**EXERCISE:** Below this line is a set of entries; quote exactly the lines from the line that contains "assert_eq!(detector.categories(), &[1, 2, 3, 4, 5, 6]);" to the line that contains "-10.873689350067835).abs() < 1e-9);", both lines included.

----- SUPPLIED DATA -----

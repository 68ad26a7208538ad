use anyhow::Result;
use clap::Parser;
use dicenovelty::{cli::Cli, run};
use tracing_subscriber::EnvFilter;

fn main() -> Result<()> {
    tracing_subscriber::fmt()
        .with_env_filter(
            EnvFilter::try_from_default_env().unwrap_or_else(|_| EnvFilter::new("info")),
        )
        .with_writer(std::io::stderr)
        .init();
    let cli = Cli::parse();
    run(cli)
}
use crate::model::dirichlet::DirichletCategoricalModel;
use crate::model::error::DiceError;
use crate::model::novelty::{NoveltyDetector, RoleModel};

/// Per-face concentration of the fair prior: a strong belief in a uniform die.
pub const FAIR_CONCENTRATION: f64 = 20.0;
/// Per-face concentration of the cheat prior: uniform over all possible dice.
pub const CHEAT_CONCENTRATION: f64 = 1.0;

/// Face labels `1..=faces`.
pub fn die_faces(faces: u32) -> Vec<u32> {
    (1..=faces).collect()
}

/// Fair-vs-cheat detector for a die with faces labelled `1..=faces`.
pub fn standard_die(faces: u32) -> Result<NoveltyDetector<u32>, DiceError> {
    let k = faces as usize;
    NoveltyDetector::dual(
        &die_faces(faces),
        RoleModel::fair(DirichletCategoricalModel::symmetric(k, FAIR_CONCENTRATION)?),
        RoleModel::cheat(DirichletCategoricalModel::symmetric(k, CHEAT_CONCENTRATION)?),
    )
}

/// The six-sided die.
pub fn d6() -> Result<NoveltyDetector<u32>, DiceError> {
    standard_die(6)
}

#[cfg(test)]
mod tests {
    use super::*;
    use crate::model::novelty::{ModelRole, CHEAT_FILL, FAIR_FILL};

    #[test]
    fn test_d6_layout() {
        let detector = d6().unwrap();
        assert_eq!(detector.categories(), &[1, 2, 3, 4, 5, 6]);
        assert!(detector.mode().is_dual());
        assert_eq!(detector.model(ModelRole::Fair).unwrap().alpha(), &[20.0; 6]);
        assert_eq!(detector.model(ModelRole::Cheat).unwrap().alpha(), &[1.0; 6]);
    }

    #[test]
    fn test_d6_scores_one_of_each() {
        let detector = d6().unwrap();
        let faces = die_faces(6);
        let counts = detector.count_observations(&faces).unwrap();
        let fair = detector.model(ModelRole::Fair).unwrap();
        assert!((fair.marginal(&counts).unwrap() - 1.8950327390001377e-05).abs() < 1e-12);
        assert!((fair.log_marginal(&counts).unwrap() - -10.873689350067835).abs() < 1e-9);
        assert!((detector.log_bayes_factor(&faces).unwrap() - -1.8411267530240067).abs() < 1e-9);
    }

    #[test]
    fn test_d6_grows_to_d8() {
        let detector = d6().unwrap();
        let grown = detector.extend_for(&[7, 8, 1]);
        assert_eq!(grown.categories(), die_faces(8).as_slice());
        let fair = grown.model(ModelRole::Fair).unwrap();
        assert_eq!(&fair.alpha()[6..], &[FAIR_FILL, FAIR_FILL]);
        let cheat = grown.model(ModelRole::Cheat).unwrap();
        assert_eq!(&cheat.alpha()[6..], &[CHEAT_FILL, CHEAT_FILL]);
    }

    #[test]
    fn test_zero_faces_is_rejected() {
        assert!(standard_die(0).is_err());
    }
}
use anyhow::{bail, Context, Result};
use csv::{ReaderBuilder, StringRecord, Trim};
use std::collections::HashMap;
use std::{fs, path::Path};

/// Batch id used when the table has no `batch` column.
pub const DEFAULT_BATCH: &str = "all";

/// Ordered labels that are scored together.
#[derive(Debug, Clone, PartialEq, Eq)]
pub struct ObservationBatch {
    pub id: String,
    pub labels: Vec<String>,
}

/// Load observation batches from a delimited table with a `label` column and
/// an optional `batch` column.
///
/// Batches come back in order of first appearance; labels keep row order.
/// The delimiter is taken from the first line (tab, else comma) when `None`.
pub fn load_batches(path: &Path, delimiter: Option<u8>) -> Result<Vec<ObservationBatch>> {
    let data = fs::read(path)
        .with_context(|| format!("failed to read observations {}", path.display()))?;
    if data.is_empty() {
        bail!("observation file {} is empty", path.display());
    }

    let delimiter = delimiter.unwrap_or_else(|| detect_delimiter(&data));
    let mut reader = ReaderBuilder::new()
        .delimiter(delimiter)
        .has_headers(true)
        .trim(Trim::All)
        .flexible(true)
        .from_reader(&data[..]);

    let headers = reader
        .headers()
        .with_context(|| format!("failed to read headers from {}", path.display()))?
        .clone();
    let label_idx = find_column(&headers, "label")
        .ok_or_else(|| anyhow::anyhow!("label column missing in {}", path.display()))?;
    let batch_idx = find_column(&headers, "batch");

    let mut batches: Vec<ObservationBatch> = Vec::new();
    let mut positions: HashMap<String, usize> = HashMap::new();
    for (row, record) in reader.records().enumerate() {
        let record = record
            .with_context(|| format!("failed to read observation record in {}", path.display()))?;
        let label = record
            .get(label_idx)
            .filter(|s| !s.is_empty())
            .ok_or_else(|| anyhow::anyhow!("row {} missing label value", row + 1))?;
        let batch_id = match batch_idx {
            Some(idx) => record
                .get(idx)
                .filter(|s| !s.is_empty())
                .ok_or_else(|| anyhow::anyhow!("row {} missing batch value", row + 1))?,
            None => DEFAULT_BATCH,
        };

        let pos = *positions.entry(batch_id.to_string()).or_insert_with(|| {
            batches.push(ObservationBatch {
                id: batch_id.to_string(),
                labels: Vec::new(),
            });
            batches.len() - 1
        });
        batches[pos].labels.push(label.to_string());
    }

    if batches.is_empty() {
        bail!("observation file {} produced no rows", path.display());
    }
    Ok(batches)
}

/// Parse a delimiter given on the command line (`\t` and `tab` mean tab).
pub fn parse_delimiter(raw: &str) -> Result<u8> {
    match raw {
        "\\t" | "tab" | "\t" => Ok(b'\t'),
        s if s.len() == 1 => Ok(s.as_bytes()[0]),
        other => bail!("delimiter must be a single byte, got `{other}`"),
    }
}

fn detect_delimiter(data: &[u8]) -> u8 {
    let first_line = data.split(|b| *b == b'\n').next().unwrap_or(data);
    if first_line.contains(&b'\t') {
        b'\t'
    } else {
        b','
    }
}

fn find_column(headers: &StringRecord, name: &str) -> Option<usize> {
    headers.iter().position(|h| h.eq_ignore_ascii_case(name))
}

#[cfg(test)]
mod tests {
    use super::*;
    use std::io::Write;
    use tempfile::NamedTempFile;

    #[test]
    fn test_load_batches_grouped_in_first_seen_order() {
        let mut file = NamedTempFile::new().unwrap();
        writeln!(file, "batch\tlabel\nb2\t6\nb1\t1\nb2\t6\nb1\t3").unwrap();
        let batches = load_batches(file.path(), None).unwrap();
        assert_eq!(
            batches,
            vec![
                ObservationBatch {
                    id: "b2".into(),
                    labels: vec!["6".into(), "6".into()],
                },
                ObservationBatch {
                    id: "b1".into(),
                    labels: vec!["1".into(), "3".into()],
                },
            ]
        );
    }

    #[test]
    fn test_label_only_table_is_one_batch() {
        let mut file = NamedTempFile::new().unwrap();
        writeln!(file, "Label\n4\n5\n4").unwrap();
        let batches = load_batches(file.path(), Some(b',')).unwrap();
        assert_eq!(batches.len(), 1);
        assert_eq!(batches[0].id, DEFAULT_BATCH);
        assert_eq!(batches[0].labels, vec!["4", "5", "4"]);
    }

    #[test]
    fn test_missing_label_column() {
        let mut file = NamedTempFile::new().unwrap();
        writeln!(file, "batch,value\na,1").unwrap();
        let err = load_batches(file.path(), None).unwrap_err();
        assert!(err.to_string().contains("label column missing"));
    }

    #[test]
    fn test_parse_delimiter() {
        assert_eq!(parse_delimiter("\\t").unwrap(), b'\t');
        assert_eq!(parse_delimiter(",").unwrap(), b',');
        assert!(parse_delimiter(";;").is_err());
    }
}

-----

**WRITTEN RESPONSE:**
        assert_eq!(detector.categories(), &[1, 2, 3, 4, 5, 6]);
        assert!(detector.mode().is_dual());
        assert_eq!(detector.model(ModelRole::Fair).unwrap().alpha(), &[20.0; 6]);
        assert_eq!(detector.model(ModelRole::Cheat).unwrap().alpha(), &[1.0; 6]);
    }

    #[test]
    fn test_d6_scores_one_of_each() {
        let detector = d6().unwrap();
        let faces = die_faces(6);
        let counts = detector.count_observations(&faces).unwrap();
        let fair = detector.model(ModelRole::Fair).unwrap();
        assert!((fair.marginal(&counts).unwrap() - 1.8950327390001377e-05).abs() < 1e-12);
        assert!((fair.log_marginal(&counts).unwrap() - -10.873689350067835).abs() < 1e-9);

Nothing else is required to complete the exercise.